The Civil War was a time of great experimentation, with appalling failures and stunning successes on both sides along the way in the development of heavy explosive ordnance. It was this process of experimentation, failure, and success that produced the wide variety of types of cannon, projectiles, sabots, torpedoes, mines, and fuzes that we see today. It also brought us to the dawn of modern warfare as we know it. This book highlights some of this history as background to its primary role as a reference guide.

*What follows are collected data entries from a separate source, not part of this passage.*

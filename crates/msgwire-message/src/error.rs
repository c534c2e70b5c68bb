/// Boxed source error produced by a wire format implementation.
pub type BoxError = Box<dyn std::error::Error + Send + Sync + 'static>;

/// Errors that can occur while validating, encoding, decoding or framing messages.
#[derive(Debug, thiserror::Error)]
pub enum MessageError {
    /// The payload could not be parsed into the expected entity.
    #[error("{format}::{op}: decode failed: {source}")]
    Decode {
        format: &'static str,
        op: &'static str,
        #[source]
        source: BoxError,
    },

    /// The serializer rejected a value of the entity.
    #[error("{format}::{op}: encode failed: {source}")]
    Encode {
        format: &'static str,
        op: &'static str,
        #[source]
        source: BoxError,
    },

    /// The request command is not a valid command name.
    #[error("{op}: invalid command {command:?}: {reason}")]
    InvalidCommand {
        op: &'static str,
        command: String,
        reason: &'static str,
    },

    /// The reply status is neither `OK` nor `fail`.
    #[error("{op}: invalid reply status {status:?}")]
    InvalidStatus { op: &'static str, status: String },

    /// A failed reply carries no message.
    #[error("{op}: failed reply must have a message")]
    InconsistentFailure { op: &'static str },

    /// The envelope has fewer frames than the synchronous form requires.
    #[error("envelope too short ({frames} frames, need at least 2)")]
    EmptyEnvelope { frames: usize },

    /// The envelope frames could not be split into routing and payload.
    #[error("malformed envelope: {0}")]
    MalformedEnvelope(String),

    /// The reassembled payload exceeds the configured maximum size.
    #[error("payload too large ({size} bytes, max {max})")]
    PayloadTooLarge { size: usize, max: usize },

    /// The requested parameter is not present.
    #[error("parameter {0:?} not found")]
    MissingParameter(String),

    /// The parameter exists but holds a value of another type.
    #[error("parameter {key:?} is {found}, expected {expected}")]
    ParameterType {
        key: String,
        expected: &'static str,
        found: &'static str,
    },

    /// No format is registered under the given name.
    #[error("unknown message format {0:?}")]
    UnknownFormat(String),

    /// A format with the same name is already registered.
    #[error("message format {0:?} already registered")]
    DuplicateFormat(String),
}

impl MessageError {
    /// Returns true for errors raised by the outbound validation gate.
    pub fn is_validation(&self) -> bool {
        matches!(
            self,
            MessageError::InvalidCommand { .. }
                | MessageError::InvalidStatus { .. }
                | MessageError::InconsistentFailure { .. }
        )
    }

    pub(crate) fn decode(
        format: &'static str,
        op: &'static str,
        source: impl Into<BoxError>,
    ) -> Self {
        MessageError::Decode {
            format,
            op,
            source: source.into(),
        }
    }

    pub(crate) fn encode(
        format: &'static str,
        op: &'static str,
        source: impl Into<BoxError>,
    ) -> Self {
        MessageError::Encode {
            format,
            op,
            source: source.into(),
        }
    }
}

pub type Result<T> = std::result::Result<T, MessageError>;
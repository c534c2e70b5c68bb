//! Request/reply codecs and transport envelopes for message-queue RPC.
//!
//! # Crate Structure
//!
//! - [`message`] — Entities, validation, envelopes and the format registry
//! - [`msgpack`] — MessagePack wire format (behind `msgpack` feature)
//! - [`json`] — JSON wire format (behind `json` feature)

/// Re-export message types.
pub mod message {
    pub use msgwire_message::*;
}

/// Re-export MessagePack format (requires `msgpack` feature).
#[cfg(feature = "msgpack")]
pub mod msgpack {
    pub use msgwire_msgpack::*;
}

/// Re-export JSON format (requires `json` feature).
#[cfg(feature = "json")]
pub mod json {
    pub use msgwire_json::*;
}

use msgwire_message::{FormatRegistry, Result};

/// Build a registry holding every format enabled at compile time.
pub fn registry() -> Result<FormatRegistry> {
    builtin_formats()
        .into_iter()
        .try_fold(FormatRegistry::new(), FormatRegistry::with)
}

fn builtin_formats() -> Vec<msgwire_message::Operations> {
    #[allow(unused_mut)]
    let mut formats = Vec::new();
    #[cfg(feature = "msgpack")]
    formats.push(msgwire_msgpack::message());
    #[cfg(feature = "json")]
    formats.push(msgwire_json::message());
    formats
}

As a reference guide, the book covers: (a) large smoothbore artillery projectiles beginning with the 32-pounder caliber; (b) large rifled artillery projectiles beginning with the 4-inch caliber; and (c) torpedoes and mines.
The smoothbore section provides expanded coverage of grape stands to include field calibers, because these were not covered broadly in the earlier field artillery projectile books. Altogether, this book includes about 360 large caliber projectiles and 22 torpedoes and mines. This scope dovetails cleanly with most reference books in print that cover field artillery projectiles.
In all categories, the book includes a number of so-called [experimental] projectiles, for three reasons. First, we now know that a number of these large caliber so-called experimental projectiles were used in actual batttefield situations (e.g., Staffords, Mclntyres, Peveys, etc.). We may discover in the future that other so-called experimental projectiles were also used in actual battles.
Second, research has shown that some projectiles that were thought to be experimental or unique (e.g., the 11-inch triple-fuzed shell), were in fact manufactured in large quantities for battte usage. And third, there are a number of large caliber experimental projectiles in circulation in the collectors' market, and information is needed about them to document their status.
Equally important for coverage of heavy explosive ordnance, research in original period documentation has provided significant new information and perspective about the design and use of heavy explosive ordnance in the war. This is covered in the Introduction and in the second chapter [The Role of Heavy Explosive Ordnance in Major Strategic Battles,] as well as in the text introductions to each section of projectiles and torpedoes.